Geometric means and 95 % CI of the log-transformed values of 25(OH)D by diet group and season of blood collection (January–March, April–June, July–September and October–December) and quintiles of vitamin D intake were calculated using multiple linear regression models, adjusting for age (20–44, 45–54, 55–64, ≥65 years), sex, season and year of blood collection, case–control status, BMI, smoking status, outdoor activity, vigorous exercise, current use of hormones, supplement use and the interactions of age with sex, season of blood collection with year of blood collection, season of blood collection with age, season of blood collection with sex, as appropriate. The P value for heterogeneity between the geometric mean 25(OH)D concentrations was calculated by using likelihood ratio tests. Tests for the trend in the association between dietary intake of vitamin D and plasma 25(OH)D were obtained using the logarithm of vitamin D intake as a continuous variable in the regression model.
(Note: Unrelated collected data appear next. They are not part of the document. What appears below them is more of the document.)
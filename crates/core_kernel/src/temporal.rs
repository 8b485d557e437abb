//! Temporal types
//!
//! - `DateRange`: inclusive coverage windows (policy start/end dates)
//! - `Timezone`: the insurer's business time zone, used to decide which
//!   calendar month a document number belongs to
//! - `Clock`: injectable source of "now" so lifecycle services are testable

use chrono::{DateTime, Datelike, Duration, NaiveDate, Utc};
use chrono_tz::Tz;
use serde::{Deserialize, Deserializer, Serialize, Serializer};
use std::fmt;
use std::str::FromStr;
use std::sync::atomic::{AtomicI64, Ordering};
use thiserror::Error;

/// Errors related to temporal operations
#[derive(Debug, Error, PartialEq, Eq)]
pub enum TemporalError {
    #[error("Invalid period: start {start} must not be after end {end}")]
    InvalidPeriod {
        start: String,
        end: String,
    },

    #[error("Unknown time zone: {0}")]
    UnknownTimezone(String),
}

/// Timezone wrapper with string serialization
#[derive(Debug, Clone, Copy, PartialEq, Eq)]
pub struct Timezone(pub Tz);

impl Serialize for Timezone {
    fn serialize<S>(&self, serializer: S) -> Result<S::Ok, S::Error>
    where
        S: Serializer,
    {
        serializer.serialize_str(self.0.name())
    }
}

impl<'de> Deserialize<'de> for Timezone {
    fn deserialize<D>(deserializer: D) -> Result<Self, D::Error>
    where
        D: Deserializer<'de>,
    {
        let s = String::deserialize(deserializer)?;
        s.parse().map_err(serde::de::Error::custom)
    }
}

impl FromStr for Timezone {
    type Err = TemporalError;

    fn from_str(s: &str) -> Result<Self, Self::Err> {
        Tz::from_str(s)
            .map(Timezone)
            .map_err(|_| TemporalError::UnknownTimezone(s.to_string()))
    }
}

impl fmt::Display for Timezone {
    fn fmt(&self, f: &mut fmt::Formatter<'_>) -> fmt::Result {
        f.write_str(self.0.name())
    }
}

impl Timezone {
    pub fn new(tz: Tz) -> Self {
        Self(tz)
    }

    /// Returns the local calendar date of a UTC instant
    pub fn local_date(&self, utc: DateTime<Utc>) -> NaiveDate {
        utc.with_timezone(&self.0).date_naive()
    }

    /// Returns the local (year, month) of a UTC instant
    pub fn year_month(&self, utc: DateTime<Utc>) -> (i32, u32) {
        let local = utc.with_timezone(&self.0);
        (local.year(), local.month())
    }
}

impl Default for Timezone {
    fn default() -> Self {
        Self(chrono_tz::Africa::Abidjan)
    }
}

/// Represents an inclusive date range for policy periods
#[derive(Debug, Clone, Copy, PartialEq, Eq, Serialize, Deserialize)]
pub struct DateRange {
    pub start: NaiveDate,
    pub end: NaiveDate,
}

impl DateRange {
    pub fn new(start: NaiveDate, end: NaiveDate) -> Result<Self, TemporalError> {
        if start > end {
            return Err(TemporalError::InvalidPeriod {
                start: start.to_string(),
                end: end.to_string(),
            });
        }
        Ok(Self { start, end })
    }

    /// Both bounds are inclusive
    pub fn contains(&self, date: NaiveDate) -> bool {
        date >= self.start && date <= self.end
    }

    pub fn days(&self) -> i64 {
        (self.end - self.start).num_days()
    }

    /// Returns true once `date` is past the end of the range
    pub fn has_ended_by(&self, date: NaiveDate) -> bool {
        date > self.end
    }
}

/// Source of the current instant
pub trait Clock: Send + Sync {
    fn now(&self) -> DateTime<Utc>;
}

/// Wall clock
#[derive(Debug, Clone, Copy, Default)]
pub struct SystemClock;

impl Clock for SystemClock {
    fn now(&self) -> DateTime<Utc> {
        Utc::now()
    }
}

/// A clock that only moves when told to
///
/// Used by tests that exercise quote expiry and monthly numbering.
#[derive(Debug)]
pub struct ManualClock {
    millis: AtomicI64,
}

impl ManualClock {
    pub fn new(start: DateTime<Utc>) -> Self {
        Self {
            millis: AtomicI64::new(start.timestamp_millis()),
        }
    }

    pub fn set(&self, instant: DateTime<Utc>) {
        self.millis.store(instant.timestamp_millis(), Ordering::SeqCst);
    }

    pub fn advance(&self, by: Duration) {
        self.millis.fetch_add(by.num_milliseconds(), Ordering::SeqCst);
    }
}

impl Clock for ManualClock {
    fn now(&self) -> DateTime<Utc> {
        DateTime::from_timestamp_millis(self.millis.load(Ordering::SeqCst)).unwrap_or_default()
    }
}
The proportion of each diet group with plasma 25(OH)D <25 nmol/l, associated with an increased risk of bone-related diseases(19), and ≥75 nmol/l, proposed by some researchers to be optimal for preventing a range of health conditions(Reference Bischoff-Ferrari20) during the winter and spring, and summer and autumn, was also calculated. All statistical analyses were performed using the STATA statistical software package version 9·0 (StataCorp., College Station, TX, USA). Two-sided P values <0·05 were considered statistically significant.
The characteristics of participants by diet group are shown in Table 1. Fish eaters, vegetarians and vegans had adhered to their diet for an average of 11·6, 15·5 and 9·5 years, respectively. There were significant differences in age and BMI among the four diet groups with meat eaters being on average, older and heavier than vegans. A higher percentage of the vegans, compared with other diet groups, were men and had their blood sample collected in the winter (January–March), whereas a higher percentage of fish eaters had their blood sample collected in spring (April–June) and were supplement users. There was no significant difference among the diet groups in the amount of time spent doing outdoor activities during summer but the proportion of meat eaters not doing any vigorous exercise was almost twice as high as that of the vegans (41 % v. 21 %, respectively).
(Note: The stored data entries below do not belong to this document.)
impl Quote {
    /// Creates a generated quote from a validated request and its rating
    pub fn generate(
        quote_number: DocumentNumber,
        request: QuoteRequest,
        distributor_type: Option<DistributorType>,
        premium: PremiumBreakdown,
        now: DateTime<Utc>,
        validity_days: i64,
    ) -> Result<Self, PolicyError> {
        let coverage_period = DateRange::new(request.policy_start_date, request.policy_end_date)
            .map_err(|e| PolicyError::validation(e.to_string()))?;
        let id = QuoteId::new_v7();
        let expiry_date = now + Duration::days(validity_days);

        let events = vec![PolicyEvent::QuoteGenerated {
            quote_id: id,
            quote_number,
            total_premium: premium.total_premium,
            expiry_date,
            timestamp: now,
        }];

        Ok(Self {
            id,
            quote_number,
            quote_date: now,
            expiry_date,
            status: QuoteStatus::Generated,
            client_id: request.client_id,
            distributor_id: request.distributor_id,
            distributor_type,
            product_id: request.product_id,
            coverage_period,
            duration_months: request.duration_months,
            vehicle: request.vehicle,
            premium,
            notes: request.notes,
            converted_policy_id: None,
            events,
            version: 0,
        })
    }

    pub fn id(&self) -> QuoteId {
        self.id
    }

    pub fn quote_number(&self) -> DocumentNumber {
        self.quote_number
    }

    pub fn quote_date(&self) -> DateTime<Utc> {
        self.quote_date
    }

    pub fn expiry_date(&self) -> DateTime<Utc> {
        self.expiry_date
    }

    /// Stored status; see `effective_status` for the expiry-aware view
    pub fn status(&self) -> QuoteStatus {
        self.status
    }

    pub fn client_id(&self) -> ClientId {
        self.client_id
    }

    pub fn distributor_id(&self) -> Option<DistributorId> {
        self.distributor_id
    }

    pub fn distributor_type(&self) -> Option<DistributorType> {
        self.distributor_type
    }

    pub fn product_id(&self) -> ProductId {
        self.product_id
    }

    pub fn coverage_period(&self) -> DateRange {
        self.coverage_period
    }

    pub fn duration_months(&self) -> u32 {
        self.duration_months
    }

    pub fn vehicle(&self) -> &VehicleDetails {
        &self.vehicle
    }

    pub fn premium(&self) -> &PremiumBreakdown {
        &self.premium
    }

    pub fn notes(&self) -> Option<&str> {
        self.notes.as_deref()
    }

    pub fn converted_policy_id(&self) -> Option<PolicyId> {
        self.converted_policy_id
    }

    /// Returns accumulated domain events and clears them
    pub fn take_events(&mut self) -> Vec<PolicyEvent> {
        std::mem::take(&mut self.events)
    }

    pub fn is_expired(&self, now: DateTime<Utc>) -> bool {
        now > self.expiry_date
    }

    /// Status with expiry applied to open quotes
    pub fn effective_status(&self, now: DateTime<Utc>) -> QuoteStatus {
        match self.status {
            QuoteStatus::Draft | QuoteStatus::Generated if self.is_expired(now) => QuoteStatus::Expired,
            status => status,
        }
    }

    /// Accepts the offer
    ///
    /// # Errors
    ///
    /// * `PolicyError::InvalidStateTransition` unless the quote is `Generated`
    /// * `PolicyError::QuoteExpired` once the validity period is over
    pub fn accept(&mut self, now: DateTime<Utc>) -> Result<(), PolicyError> {
        if !self.status.can_transition_to(&QuoteStatus::Accepted) {
            return Err(PolicyError::invalid_transition(self.status, "Accepted"));
        }
        if self.is_expired(now) {
            return Err(PolicyError::QuoteExpired);
        }
        self.status = QuoteStatus::Accepted;
        self.events.push(PolicyEvent::QuoteAccepted {
            quote_id: self.id,
            timestamp: now,
        });
        Ok(())
    }

    /// Rejects the offer
    ///
    /// # Errors
    ///
    /// `PolicyError::InvalidStateTransition` unless the quote is `Generated`
    pub fn reject(&mut self, now: DateTime<Utc>) -> Result<(), PolicyError> {
        if !self.status.can_transition_to(&QuoteStatus::Rejected) {
            return Err(PolicyError::invalid_transition(self.status, "Rejected"));
        }
        self.status = QuoteStatus::Rejected;
        self.events.push(PolicyEvent::QuoteRejected {
            quote_id: self.id,
            timestamp: now,
        });
        Ok(())
    }

    /// Records the policy this quote is converted into
    ///
    /// # Errors
    ///
    /// * `PolicyError::InvalidStateTransition` unless the quote is `Accepted`
    /// * `PolicyError::AlreadyConverted` if a policy already claimed it
    pub fn mark_converted(&mut self, policy_id: PolicyId, now: DateTime<Utc>) -> Result<(), PolicyError> {
        if self.status != QuoteStatus::Accepted {
            return Err(PolicyError::invalid_transition(self.status, "Converted"));
        }
        if self.converted_policy_id.is_some() {
            return Err(PolicyError::AlreadyConverted { quote_id: self.id });
        }
        self.converted_policy_id = Some(policy_id);
        self.events.push(PolicyEvent::QuoteConverted {
            quote_id: self.id,
            policy_id,
            timestamp: now,
        });
        Ok(())
    }

    /// Drops the claim `mark_converted` made for `policy_id`
    ///
    /// Returns false if the quote is claimed by another policy or not at all.
    pub fn release_conversion(&mut self, policy_id: PolicyId) -> bool {
        if self.converted_policy_id != Some(policy_id) {
            return false;
        }
        self.converted_policy_id = None;
        true
    }
}
//! Versioned in-memory record store

use std::collections::HashMap;
use std::sync::Arc;

use async_trait::async_trait;
use tokio::sync::RwLock;
use tracing::debug;

use core_kernel::{DomainPort, PortError, Record, RecordStore};

/// `RecordStore` over a `HashMap` guarded by a `tokio::sync::RwLock`
///
/// Cloning the store shares the underlying map.
pub struct InMemoryRecordStore<R: Record> {
    records: Arc<RwLock<HashMap<R::Id, R>>>,
}

impl<R: Record> InMemoryRecordStore<R> {
    pub fn new() -> Self {
        Self {
            records: Arc::new(RwLock::new(HashMap::new())),
        }
    }

    /// Number of stored records
    pub async fn len(&self) -> usize {
        self.records.read().await.len()
    }

    pub async fn is_empty(&self) -> bool {
        self.records.read().await.is_empty()
    }
}

impl<R: Record> std::fmt::Debug for InMemoryRecordStore<R> {
    fn fmt(&self, f: &mut std::fmt::Formatter<'_>) -> std::fmt::Result {
        f.debug_struct("InMemoryRecordStore")
            .field("entity", &R::ENTITY)
            .finish_non_exhaustive()
    }
}

impl<R: Record> Default for InMemoryRecordStore<R> {
    fn default() -> Self {
        Self::new()
    }
}

impl<R: Record> Clone for InMemoryRecordStore<R> {
    fn clone(&self) -> Self {
        Self {
            records: Arc::clone(&self.records),
        }
    }
}

impl<R: Record> DomainPort for InMemoryRecordStore<R> {}

#[async_trait]
impl<R: Record> RecordStore<R> for InMemoryRecordStore<R> {
    async fn get(&self, id: R::Id) -> Result<R, PortError> {
        self.records
            .read()
            .await
            .get(&id)
            .cloned()
            .ok_or_else(|| PortError::not_found(R::ENTITY, id))
    }

    async fn list_all(&self) -> Result<Vec<R>, PortError> {
        Ok(self.records.read().await.values().cloned().collect())
    }

    async fn list_where(
        &self,
        predicate: &(dyn for<'r> Fn(&'r R) -> bool + Send + Sync),
    ) -> Result<Vec<R>, PortError> {
        let records = self.records.read().await;
        Ok(records.values().filter(|r| predicate(*r)).cloned().collect())
    }

    async fn insert(&self, mut record: R) -> Result<R, PortError> {
        let mut records = self.records.write().await;
        let id = record.record_id();
        if records.contains_key(&id) {
            return Err(PortError::conflict(format!("{} {} already exists", R::ENTITY, id)));
        }
        record.set_version(1);
        records.insert(id, record.clone());
        debug!(entity = R::ENTITY, id = %id, "Record inserted");
        Ok(record)
    }

    async fn update(&self, mut record: R) -> Result<R, PortError> {
        let mut records = self.records.write().await;
        let id = record.record_id();
        let stored = records
            .get(&id)
            .ok_or_else(|| PortError::not_found(R::ENTITY, id))?;
        if stored.version() != record.version() {
            return Err(PortError::conflict(format!(
                "{} {} was modified concurrently (expected version {}, found {})",
                R::ENTITY,
                id,
                record.version(),
                stored.version()
            )));
        }
        record.set_version(record.version() + 1);
        records.insert(id, record.clone());
        debug!(entity = R::ENTITY, id = %id, version = record.version(), "Record updated");
        Ok(record)
    }

    async fn delete(&self, id: R::Id) -> Result<(), PortError> {
        self.records
            .write()
            .await
            .remove(&id)
            .map(|_| ())
            .ok_or_else(|| PortError::not_found(R::ENTITY, id))
    }
}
*Differences in means for continuous variables were assessed using ANOVA and differences in proportions were assessed by using the χ 2 test.
†Denotes unknown in some participants.
‡In women only: meat eaters, n 1096; fish eaters, n 181, vegetarians, n 328; vegans, n 54.
§Defined as the time spent gardening, walking or cycling.
||Percentages may not add to 100 due to rounding.
The results in Table 2 show the dietary intake of selected nutrients by diet group. The dietary intake of vitamin D was significantly different among the diet groups (P < 0·001): meat eaters had the highest intake (3·1 μg/d), followed by fish eaters, then vegetarians and then vegans, whose intake was less than a quarter that of meat eaters. Vegans also had a significantly lower intake of calcium compared with the other three diet groups. Total energy consumption was significantly higher in meat eaters than in vegetarians and vegans, as was the contribution to energy from fat and protein (P < 0·001).
*Differences in means for continuous variables were assessed by using ANOVA.
†Values are reported as geometric means and 95 % CI.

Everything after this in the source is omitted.